TO DO:
Across all entries below, how many lines include "online"? Answer with the number alone.

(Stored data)
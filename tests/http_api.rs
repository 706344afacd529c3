//! End-to-end handler tests: each request is driven through the real router
//! with `tower::ServiceExt::oneshot`, backed by a stub chronyc executable and
//! a throwaway conf file.

use std::path::PathBuf;
use std::sync::Arc;

use axum::body::Body;
use axum::http::{header, Request, StatusCode};
use axum::Router;
use chrony_bridge::{router, BridgeConfig, ChronyManager};
use serde_json::Value;
use tempfile::TempDir;
use tower::ServiceExt;

/// Test fixture: stub chronyc + temp conf file + router over them.
struct Fixture {
    _dir: TempDir,
    conf_path: PathBuf,
    app: Router,
}

/// Stub script answering like a healthy daemon.
const HEALTHY_STUB: &str = r#"
case "$1" in
  tracking)
    echo "Reference ID    : C0A80101 (ntp.local)"
    echo "Stratum         : 2"
    ;;
  sources)
    echo "MS Name/IP address         Stratum Poll Reach LastRx Last sample"
    echo "==============================================================================="
    echo "^* 198.18.5.209   2   6   377    19   +625us[ -117us] +/-   25ms"
    ;;
  activity)
    echo "1 sources online"
    echo "0 sources offline"
    ;;
  clients)
    echo "Hostname                      NTP   Drop Int IntL Last     Cmd   Drop Int  Last"
    echo "==============================================================================="
    echo "localhost                      127      0   6   -    32       0      0   -     -"
    ;;
  delete)
    echo "200 OK"
    ;;
  add)
    echo "added $3"
    ;;
  --version)
    echo "chronyc (chrony) version 4.5"
    ;;
esac
"#;

async fn fixture(stub_body: &str, conf_content: &str) -> Fixture {
    use std::os::unix::fs::PermissionsExt;

    let dir = TempDir::new().expect("create temp dir");
    let stub = dir.path().join("chronyc-stub");
    tokio::fs::write(&stub, format!("#!/bin/sh\n{stub_body}"))
        .await
        .expect("write stub");
    let mut perms = tokio::fs::metadata(&stub)
        .await
        .expect("stat stub")
        .permissions();
    perms.set_mode(0o755);
    tokio::fs::set_permissions(&stub, perms)
        .await
        .expect("chmod stub");

    let conf_path = dir.path().join("chrony.conf");
    tokio::fs::write(&conf_path, conf_content)
        .await
        .expect("write conf");

    let config = BridgeConfig {
        chronyc_command: stub.display().to_string(),
        conf_path: conf_path.clone(),
        default_servers: vec!["pool.ntp.org".to_string()],
    };
    let app = router(Arc::new(ChronyManager::new(&config)));
    Fixture {
        _dir: dir,
        conf_path,
        app,
    }
}

async fn send(app: Router, request: Request<Body>) -> (StatusCode, Value) {
    let response = app.oneshot(request).await.expect("request handled");
    let status = response.status();
    let bytes = axum::body::to_bytes(response.into_body(), usize::MAX)
        .await
        .expect("read body");
    let body = if bytes.is_empty() {
        Value::Null
    } else {
        serde_json::from_slice(&bytes).unwrap_or(Value::String(
            String::from_utf8_lossy(&bytes).into_owned(),
        ))
    };
    (status, body)
}

fn get(path: &str) -> Request<Body> {
    Request::builder()
        .uri(path)
        .body(Body::empty())
        .expect("build request")
}

fn put_json(path: &str, body: &str) -> Request<Body> {
    Request::builder()
        .method("PUT")
        .uri(path)
        .header(header::CONTENT_TYPE, "application/json")
        .body(Body::from(body.to_string()))
        .expect("build request")
}

#[tokio::test]
async fn test_health_endpoint() {
    let fx = fixture(HEALTHY_STUB, "").await;
    let (status, body) = send(fx.app, get("/health")).await;
    assert_eq!(status, StatusCode::OK);
    assert_eq!(body, Value::String("OK".to_string()));
}

#[tokio::test]
async fn test_app_version_endpoint() {
    let fx = fixture(HEALTHY_STUB, "").await;
    let (status, body) = send(fx.app, get("/version")).await;
    assert_eq!(status, StatusCode::OK);
    assert_eq!(body["version"], env!("CARGO_PKG_VERSION"));
    assert!(body["build_datetime"].is_string());
}

#[tokio::test]
async fn test_chronyc_version_passthrough() {
    let fx = fixture(HEALTHY_STUB, "").await;
    let (status, body) = send(fx.app, get("/chrony/version")).await;
    assert_eq!(status, StatusCode::OK);
    assert_eq!(body["version"], "chronyc (chrony) version 4.5");
    assert_eq!(body["error"], Value::Null);
}

#[tokio::test]
async fn test_list_servers_returns_raw_output() {
    let fx = fixture(HEALTHY_STUB, "").await;
    let (status, body) = send(fx.app, get("/chrony/servers")).await;
    assert_eq!(status, StatusCode::OK);
    let raw = body["servers"].as_str().unwrap();
    assert!(raw.contains("198.18.5.209"));
    assert_eq!(body["error"], Value::Null);
}

#[tokio::test]
async fn test_status_aggregates_every_section() {
    let fx = fixture(HEALTHY_STUB, "allow 0.0.0.0/0\n").await;
    let (status, body) = send(fx.app, get("/chrony/status")).await;
    assert_eq!(status, StatusCode::OK);
    assert_eq!(body["server_mode_enabled"], true);
    assert_eq!(body["tracking"]["Stratum"], "2");
    assert_eq!(body["tracking_error"], Value::Null);
    assert_eq!(body["sources"][0]["name"], "198.18.5.209");
    assert_eq!(body["activity"]["ok_count"], "1");
    assert_eq!(body["clients"][0]["address"], "localhost");
}

#[tokio::test]
async fn test_status_with_failing_daemon_still_returns_200() {
    let fx = fixture("echo \"506 Cannot talk to daemon\" >&2\nexit 1\n", "").await;
    let (status, body) = send(fx.app, get("/chrony/status")).await;
    assert_eq!(status, StatusCode::OK);
    assert_eq!(body["server_mode_enabled"], false);
    assert_eq!(body["tracking_error"], "506 Cannot talk to daemon");
    assert_eq!(body["sources_error"], "506 Cannot talk to daemon");
    assert!(body["tracking"].as_object().unwrap().is_empty());
    assert!(body["sources"].as_array().unwrap().is_empty());
}

#[tokio::test]
async fn test_set_servers_reports_per_server_results() {
    let fx = fixture(HEALTHY_STUB, "").await;
    let request = put_json(
        "/chrony/servers",
        r#"{"servers": ["a.ntp.org", "b.ntp.org"]}"#,
    );
    let (status, body) = send(fx.app, request).await;
    assert_eq!(status, StatusCode::OK);
    let result = body["result"].as_array().unwrap();
    assert_eq!(result.len(), 2);
    assert_eq!(result[0]["server"], "a.ntp.org");
    assert_eq!(result[0]["output"], "added a.ntp.org");
    assert_eq!(result[0]["error"], Value::Null);
    assert_eq!(result[1]["server"], "b.ntp.org");
}

#[tokio::test]
async fn test_set_servers_empty_list_is_400() {
    let fx = fixture(HEALTHY_STUB, "").await;
    let (status, body) = send(fx.app, put_json("/chrony/servers", r#"{"servers": []}"#)).await;
    assert_eq!(status, StatusCode::BAD_REQUEST);
    assert_eq!(body["error"], "servers must be a non-empty list");
}

#[tokio::test]
async fn test_set_servers_missing_field_is_400() {
    let fx = fixture(HEALTHY_STUB, "").await;
    let (status, _) = send(fx.app, put_json("/chrony/servers", r#"{}"#)).await;
    assert_eq!(status, StatusCode::BAD_REQUEST);
}

#[tokio::test]
async fn test_set_servers_non_list_is_400() {
    let fx = fixture(HEALTHY_STUB, "").await;
    let (status, _) = send(
        fx.app,
        put_json("/chrony/servers", r#"{"servers": "pool.ntp.org"}"#),
    )
    .await;
    assert_eq!(status, StatusCode::BAD_REQUEST);
}

#[tokio::test]
async fn test_set_servers_malformed_json_is_400() {
    let fx = fixture(HEALTHY_STUB, "").await;
    let (status, _) = send(fx.app, put_json("/chrony/servers", "{not json")).await;
    assert_eq!(status, StatusCode::BAD_REQUEST);
}

#[tokio::test]
async fn test_delete_servers() {
    let fx = fixture(HEALTHY_STUB, "").await;
    let request = Request::builder()
        .method("DELETE")
        .uri("/chrony/servers")
        .body(Body::empty())
        .unwrap();
    let (status, body) = send(fx.app, request).await;
    assert_eq!(status, StatusCode::OK);
    assert_eq!(body["output"], "200 OK");
    assert_eq!(body["error"], Value::Null);
}

#[tokio::test]
async fn test_set_default_servers() {
    let fx = fixture(HEALTHY_STUB, "").await;
    let (status, body) = send(fx.app, put_json("/chrony/servers/default", "")).await;
    assert_eq!(status, StatusCode::OK);
    let result = body["result"].as_array().unwrap();
    assert_eq!(result.len(), 1);
    assert_eq!(result[0]["server"], "pool.ntp.org");
    assert_eq!(result[0]["output"], "added pool.ntp.org");
}

#[tokio::test]
async fn test_get_server_mode_reflects_conf_file() {
    let fx = fixture(HEALTHY_STUB, "allow 10.0.0.0/8\n").await;
    let (status, body) = send(fx.app, get("/chrony/server-mode")).await;
    assert_eq!(status, StatusCode::OK);
    assert_eq!(body["server_mode_enabled"], true);
}

#[tokio::test]
async fn test_put_server_mode_enables_directive() {
    let fx = fixture(HEALTHY_STUB, "pool pool.ntp.org iburst\n").await;
    let conf_path = fx.conf_path.clone();

    let (status, body) = send(fx.app, put_json("/chrony/server-mode", r#"{"enabled": true}"#)).await;
    assert_eq!(status, StatusCode::OK);
    assert_eq!(body["success"], true);
    assert_eq!(body["server_mode_enabled"], true);

    let conf = tokio::fs::read_to_string(&conf_path).await.unwrap();
    assert_eq!(conf, "pool pool.ntp.org iburst\nallow 0.0.0.0/0\n");
}

#[tokio::test]
async fn test_put_server_mode_disables_directive() {
    let fx = fixture(HEALTHY_STUB, "allow 0.0.0.0/0\npool pool.ntp.org iburst\n").await;
    let conf_path = fx.conf_path.clone();

    let (status, body) = send(
        fx.app,
        put_json("/chrony/server-mode", r#"{"enabled": false}"#),
    )
    .await;
    assert_eq!(status, StatusCode::OK);
    assert_eq!(body["success"], true);
    assert_eq!(body["server_mode_enabled"], false);

    let conf = tokio::fs::read_to_string(&conf_path).await.unwrap();
    assert_eq!(conf, "pool pool.ntp.org iburst\n");
}

#[tokio::test]
async fn test_put_server_mode_non_bool_is_400() {
    let fx = fixture(HEALTHY_STUB, "").await;
    let (status, body) = send(
        fx.app,
        put_json("/chrony/server-mode", r#"{"enabled": "yes"}"#),
    )
    .await;
    assert_eq!(status, StatusCode::BAD_REQUEST);
    assert_eq!(body["error"], "'enabled' must be a boolean");
}

#[tokio::test]
async fn test_put_server_mode_missing_field_is_400() {
    let fx = fixture(HEALTHY_STUB, "").await;
    let (status, _) = send(fx.app, put_json("/chrony/server-mode", r#"{}"#)).await;
    assert_eq!(status, StatusCode::BAD_REQUEST);
}

#[tokio::test]
async fn test_put_server_mode_echoes_requested_value_on_write_failure() {
    // Conf path points at a missing directory: the rewrite fails, success is
    // false, but the echoed state still reflects the request.
    use std::os::unix::fs::PermissionsExt;

    let dir = TempDir::new().unwrap();
    let stub = dir.path().join("chronyc-stub");
    tokio::fs::write(&stub, "#!/bin/sh\nexit 0\n").await.unwrap();
    let mut perms = tokio::fs::metadata(&stub).await.unwrap().permissions();
    perms.set_mode(0o755);
    tokio::fs::set_permissions(&stub, perms).await.unwrap();

    let config = BridgeConfig {
        chronyc_command: stub.display().to_string(),
        conf_path: dir.path().join("missing").join("chrony.conf"),
        default_servers: vec!["pool.ntp.org".to_string()],
    };
    let app = router(Arc::new(ChronyManager::new(&config)));

    let (status, body) = send(app, put_json("/chrony/server-mode", r#"{"enabled": true}"#)).await;
    assert_eq!(status, StatusCode::OK);
    assert_eq!(body["success"], false);
    assert_eq!(body["server_mode_enabled"], true);
}
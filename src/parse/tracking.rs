//! Parsers for chronyc's key/value reports (`tracking` and `activity`).

use std::collections::HashMap;

/// Parse a `tracking` report into a field-name → field-value mapping.
///
/// Each line is split on its first `:` with both sides trimmed; lines without
/// a colon are ignored. The daemon is not expected to repeat keys, but if it
/// does the last line wins.
pub fn parse_tracking(report: &str) -> HashMap<String, String> {
    let mut fields = HashMap::new();
    for line in report.lines() {
        if let Some((key, value)) = line.split_once(':') {
            fields.insert(key.trim().to_string(), value.trim().to_string());
        }
    }
    fields
}

/// Parse an `activity` report into online/offline source counts.
///
/// The report is lines like `200 sources online` / `1 sources offline`. Only
/// the online and offline counts are extracted; burst-state lines pass
/// through unrecognized.
pub fn parse_activity(report: &str) -> HashMap<String, String> {
    let mut counts = HashMap::new();
    for line in report.lines() {
        if !line.contains("sources") {
            continue;
        }
        let fields: Vec<&str> = line.split_whitespace().collect();
        if fields.len() < 3 {
            continue;
        }
        match fields[2] {
            "online" => {
                counts.insert("ok_count".to_string(), fields[0].to_string());
            }
            "offline" => {
                counts.insert("failed_count".to_string(), fields[0].to_string());
            }
            _ => {}
        }
    }
    counts
}
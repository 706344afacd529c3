//! Error types for chrony-bridge operations.
//!
//! Deliberately small: a non-zero exit from chronyc is expected, recoverable
//! data and is carried inside `CommandOutput`, not here. Conf-file I/O
//! failures are swallowed into boolean results by `ConfEditor`. What remains
//! is configuration validation and request validation.

use thiserror::Error;

/// Main error type for chrony-bridge operations
#[derive(Error, Debug)]
pub enum BridgeError {
    /// Invalid bridge configuration value
    #[error("invalid config: {0}")]
    InvalidConfig(String),

    /// Config file could not be read or parsed
    #[error("failed to load config from '{0}': {1}")]
    ConfigLoad(String, String),

    /// Replace-servers workflow called with an empty server list
    #[error("servers must be a non-empty list")]
    EmptyServerList,
}

/// Result type alias for chrony-bridge operations
pub type Result<T> = std::result::Result<T, BridgeError>;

EXERCISE OUTPUT:
5